Stored data entries
'''
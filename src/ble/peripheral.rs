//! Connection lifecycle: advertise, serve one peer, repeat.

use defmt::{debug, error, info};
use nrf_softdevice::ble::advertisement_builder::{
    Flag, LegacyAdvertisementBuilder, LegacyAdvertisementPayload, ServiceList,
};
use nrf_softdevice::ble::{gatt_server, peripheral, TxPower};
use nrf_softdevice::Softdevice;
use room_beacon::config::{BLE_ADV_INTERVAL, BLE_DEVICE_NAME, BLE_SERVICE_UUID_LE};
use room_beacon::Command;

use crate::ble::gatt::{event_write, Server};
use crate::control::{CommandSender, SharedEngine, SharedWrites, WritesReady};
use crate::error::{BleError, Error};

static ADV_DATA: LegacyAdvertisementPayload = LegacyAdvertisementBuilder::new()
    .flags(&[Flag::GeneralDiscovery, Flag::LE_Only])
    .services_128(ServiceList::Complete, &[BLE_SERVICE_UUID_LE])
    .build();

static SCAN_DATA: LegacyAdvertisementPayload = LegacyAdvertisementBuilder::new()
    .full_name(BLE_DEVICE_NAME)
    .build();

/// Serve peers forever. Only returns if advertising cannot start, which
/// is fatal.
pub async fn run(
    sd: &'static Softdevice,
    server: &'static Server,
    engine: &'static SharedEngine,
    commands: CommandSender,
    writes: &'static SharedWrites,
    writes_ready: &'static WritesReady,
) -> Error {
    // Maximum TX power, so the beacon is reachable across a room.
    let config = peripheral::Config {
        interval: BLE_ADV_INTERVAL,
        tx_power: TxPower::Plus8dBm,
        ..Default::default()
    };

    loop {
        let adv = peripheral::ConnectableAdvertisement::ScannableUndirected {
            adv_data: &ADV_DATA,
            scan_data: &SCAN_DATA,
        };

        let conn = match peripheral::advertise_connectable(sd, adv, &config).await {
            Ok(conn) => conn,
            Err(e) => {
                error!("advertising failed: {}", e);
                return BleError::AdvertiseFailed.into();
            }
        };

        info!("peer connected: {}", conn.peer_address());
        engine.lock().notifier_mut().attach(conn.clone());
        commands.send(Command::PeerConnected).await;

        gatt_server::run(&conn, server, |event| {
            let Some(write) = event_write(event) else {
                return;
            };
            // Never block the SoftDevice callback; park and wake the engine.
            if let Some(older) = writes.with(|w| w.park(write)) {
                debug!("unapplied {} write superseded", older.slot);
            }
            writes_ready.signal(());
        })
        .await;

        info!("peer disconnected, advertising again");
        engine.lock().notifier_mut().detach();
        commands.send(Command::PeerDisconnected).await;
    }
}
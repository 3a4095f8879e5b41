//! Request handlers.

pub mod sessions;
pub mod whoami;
'''
PROBLEM STATEMENT:
All of the data above should be reproduced exactly.

REPLY:
filename src/ble/peripheral.rs
//! Connection lifecycle: advertise, serve one peer, repeat.

use defmt::{debug, error, info};
use nrf_softdevice::ble::advertisement_builder::{
    Flag, LegacyAdvertisementBuilder, LegacyAdvertisementPayload, ServiceList,
};
use nrf_softdevice::ble::{gatt_server, peripheral, TxPower};
use nrf_softdevice::Softdevice;
use room_beacon::config::{BLE_ADV_INTERVAL, BLE_DEVICE_NAME, BLE_SERVICE_UUID_LE};
use room_beacon::Command;

use crate::ble::gatt::{event_write, Server};
use crate::control::{CommandSender, SharedEngine, SharedWrites, WritesReady};
use crate::error::{BleError, Error};

static ADV_DATA: LegacyAdvertisementPayload = LegacyAdvertisementBuilder::new()
    .flags(&[Flag::GeneralDiscovery, Flag::LE_Only])
    .services_128(ServiceList::Complete, &[BLE_SERVICE_UUID_LE])
    .build();

static SCAN_DATA: LegacyAdvertisementPayload = LegacyAdvertisementBuilder::new()
    .full_name(BLE_DEVICE_NAME)
    .build();

/// Serve peers forever. Only returns if advertising cannot start, which
/// is fatal.
pub async fn run(
    sd: &'static Softdevice,
    server: &'static Server,
    engine: &'static SharedEngine,
    commands: CommandSender,
    writes: &'static SharedWrites,
    writes_ready: &'static WritesReady,
) -> Error {
    // Maximum TX power, so the beacon is reachable across a room.
    let config = peripheral::Config {
        interval: BLE_ADV_INTERVAL,
        tx_power: TxPower::Plus8dBm,
        ..Default::default()
    };

    loop {
        let adv = peripheral::ConnectableAdvertisement::ScannableUndirected {
            adv_data: &ADV_DATA,
            scan_data: &SCAN_DATA,
        };

        let conn = match peripheral::advertise_connectable(sd, adv, &config).await {
            Ok(conn) => conn,
            Err(e) => {
                error!("advertising failed: {}", e);
                return BleError::AdvertiseFailed.into();
            }
        };

        info!("peer connected: {}", conn.peer_address());
        engine.lock().notifier_mut().attach(conn.clone());
        commands.send(Command::PeerConnected).await;

        gatt_server::run(&conn, server, |event| {
            let Some(write) = event_write(event) else {
                return;
            };
            // Never block the SoftDevice callback; park and wake the engine.
            if let Some(older) = writes.with(|w| w.park(write)) {
                debug!("unapplied {} write superseded", older.slot);
            }
            writes_ready.signal(());
        })
        .await;

        info!("peer disconnected, advertising again");
        engine.lock().notifier_mut().detach();
        commands.send(Command::PeerDisconnected).await;
    }
}
repository 3a4095f8879e5b41
//! Request handlers.

pub mod sessions;
pub mod whoami;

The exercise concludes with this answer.